Forums › Ask ACCA Tutor Forums › Ask the Tutor ACCA FM Exams › market capitalisation and exchange rates

  • This topic has 7 replies, 3 voices, and was last updated 9 years ago by John Moffat.
Viewing 8 posts - 1 through 8 (of 8 total)
  • Author
    Posts
  • November 28, 2014 at 7:56 am #214000
    Gregory
    Participant
    • Topics: 2
    • Replies: 4
    • ☆

    Dear sir, 2 things.

    kindly explain this question
    1. a company has 4 million shares in issue with a nominal value of .50c per shae. a dividend of 24c per share has just been paid. four years ao the dividend ws 20.51 per share
    The beta of shres in the company is .5. rf rate is 3% and market premium is 8%
    what is the market capitalisation of the company?

    2. i need you to explain how to use the different rates the way they are quoted with ACCA. for instance

    $/pounds 1.4851-1.5001

    i get confused when i am to convert . not sure which of the two to use.

    Thanks in advance

    November 28, 2014 at 11:50 am #214062
    John Moffat
    Keymaster
    • Topics: 57
    • Replies: 54679
    • ☆☆☆☆☆

    Question 1:

    You use the CAPM formula to calculate Ke (which here is 3% + 0.5×8% = 7%.

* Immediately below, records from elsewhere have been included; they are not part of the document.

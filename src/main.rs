// Fleet Browser - boat search, editing and boats near me in the terminal
//
// Architecture:
// - Data service: the backend contract (HTTP binding or in-memory demo fleet)
// - Components: type filter, results coordinator with editable rows and
//   selectable tiles, near-me map overlay
// - App: owns the components, spawns requests and routes their completions
// - Bus: application-wide "boat selected" broadcast
// - TUI (ratatui): renders the components and turns keys into user actions
// - Event system: mpsc channels connect components, requests and the UI

mod app;
mod bus;
mod cli;
mod components;
mod config;
mod error;
mod events;
mod geo;
mod logging;
mod model;
mod service;
mod startup;
mod tui;

use anyhow::Result;
use app::FleetApp;
use config::{Config, LocationSource, LogRotation};
use logging::{LogBuffer, TuiLogLayer};
use std::time::Duration;
use tracing_subscriber::{layer::SubscriberExt, util::SubscriberInitExt, EnvFilter};

#[tokio::main(flavor = "current_thread")]
async fn main() -> Result<()> {
    // Handle CLI commands first (config --show, --reset, --path)
    if cli::handle_cli() {
        return Ok(());
    }

    // Ensure config template exists (helps users discover options)
    Config::ensure_config_exists();

    let mut config = Config::from_env();
    apply_demo_location(&mut config);

    // Log buffer for the TUI logs panel
    let log_buffer = LogBuffer::new();

    // Kept alive until exit so the file writer flushes
    let _file_guard = init_logging(&config, &log_buffer);

    if !config.enable_tui {
        startup::print_startup(&config);
    }
    startup::log_startup(&config);

    let service = service::from_config(&config)?;
    let location = geo::from_config(&config.location);
    let fleet = FleetApp::new(service, location, config.location.on_unavailable);

    if config.enable_tui {
        tui::run_tui(fleet, log_buffer).await?;
    } else {
        let timeout = Duration::from_secs(config.request_timeout_secs.saturating_mul(2).max(1));
        run_headless(fleet, timeout).await;
    }

    tracing::info!("Shutdown complete");
    Ok(())
}

/// Demo users stand on the Embarcadero unless they configured a position
fn apply_demo_location(config: &mut Config) {
    let location = &mut config.location;
    if config.demo_mode
        && location.source == LocationSource::Fixed
        && (location.latitude.is_none() || location.longitude.is_none())
    {
        location.latitude = Some(service::demo::DEMO_POSITION.latitude);
        location.longitude = Some(service::demo::DEMO_POSITION.longitude);
    }
}

/// Initialize tracing
///
/// In TUI mode logs are captured to the buffer (printing would garble the
/// display); in headless mode they go to stdout. File logging is added on top
/// of either when enabled.
///
/// Precedence: RUST_LOG env var > config file > default "info"
fn init_logging(
    config: &Config,
    log_buffer: &LogBuffer,
) -> Option<tracing_appender::non_blocking::WorkerGuard> {
    let default_filter = format!("fleet_browser={}", config.logging.level);
    let filter = EnvFilter::try_from_default_env().unwrap_or_else(|_| default_filter.into());

    let tui_layer = config
        .enable_tui
        .then(|| TuiLogLayer::new(log_buffer.clone()));
    let stdout_layer = (!config.enable_tui).then(|| tracing_subscriber::fmt::layer());

    let (file_layer, guard) = match file_writer(config) {
        Some((writer, guard)) => (
            Some(
                tracing_subscriber::fmt::layer()
                    .json()
                    .with_writer(writer)
                    .with_ansi(false),
            ),
            Some(guard),
        ),
        None => (None, None),
    };

    tracing_subscriber::registry()
        .with(filter)
        .with(tui_layer)
        .with(stdout_layer)
        .with(file_layer)
        .init();

    guard
}

/// Non-blocking rolling file writer, if file logging is enabled and possible
fn file_writer(
    config: &Config,
) -> Option<(
    tracing_appender::non_blocking::NonBlocking,
    tracing_appender::non_blocking::WorkerGuard,
)> {
    let logging = &config.logging;
    if !logging.file_enabled {
        return None;
    }

    if let Err(e) = std::fs::create_dir_all(&logging.file_dir) {
        eprintln!(
            "Warning: Could not create log directory {:?}: {}",
            logging.file_dir, e
        );
        return None;
    }

    let appender = match logging.file_rotation {
        LogRotation::Hourly => {
            tracing_appender::rolling::hourly(&logging.file_dir, &logging.file_prefix)
        }
        LogRotation::Daily => {
            tracing_appender::rolling::daily(&logging.file_dir, &logging.file_prefix)
        }
        LogRotation::Never => {
            tracing_appender::rolling::never(&logging.file_dir, &logging.file_prefix)
        }
    };

    Some(tracing_appender::non_blocking(appender))
}

/// Mount, wait for the initial requests and print what came back
async fn run_headless(mut fleet: FleetApp, timeout: Duration) {
    fleet.mount();
    if !fleet.run_until_idle(timeout).await {
        tracing::warn!(
            in_flight = fleet.in_flight(),
            "Requests still pending after {:?}",
            timeout
        );
    }

    if fleet.filter.is_loaded() {
        let labels: Vec<_> = fleet
            .filter
            .options()
            .iter()
            .map(|o| o.label.as_str())
            .collect();
        println!("Boat types: {}", labels.join(", "));
    }
    if let Some(err) = fleet.filter.error() {
        println!("Boat types unavailable: {err}");
    }

    println!();
    println!("Boats ({}):", fleet.results.boats().len());
    for boat in fleet.results.boats() {
        let cells: Vec<_> = fleet
            .results
            .columns()
            .iter()
            .map(|column| column.display(boat))
            .collect();
        println!("  {}", cells.join(" | "));
    }
    if let Some(err) = fleet.results.last_error() {
        println!("  search failed: {err}");
    }

    println!();
    match fleet.overlay.state().position() {
        Some(position) => println!(
            "Near {:.4}, {:.4} ({} markers):",
            position.latitude,
            position.longitude,
            fleet.overlay.markers().len()
        ),
        None => println!("Near me: location unavailable"),
    }
    for marker in fleet.overlay.markers() {
        println!(
            "  {} ({:.4}, {:.4})",
            marker.title, marker.latitude, marker.longitude
        );
    }

    for toast in fleet.take_toasts() {
        println!();
        println!("[{}] {}", toast.title, toast.message);
    }
}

    The growth rate – (fourth root of 24/20.51) – 1

    Then use the growth model formula to calculate the market value.

    November 28, 2014 at 11:53 am #214064
    John Moffat
    Keymaster
    • Topics: 57
    • Replies: 54679
    • ☆☆☆☆☆

    Question 2:

    For the rate given in your question:

    If the company is buying the first currency ($’s) then you use the lower rate (1.4851)
    If the company is selling the first currency ($’s) then you use the higher rate (1.5001)

    (It is always the rate that is worse for the company – it is the bank who makes the profit!)

    You really should watch the lecture on foreign exchange risk – I spend time first explaining how to decide which rate to use.

    November 28, 2014 at 2:55 pm #214131
    Gregory
    Participant
    • Topics: 2
    • Replies: 4
    • ☆

    Thank you so much.

    I actually worked out the first one after i sent the question.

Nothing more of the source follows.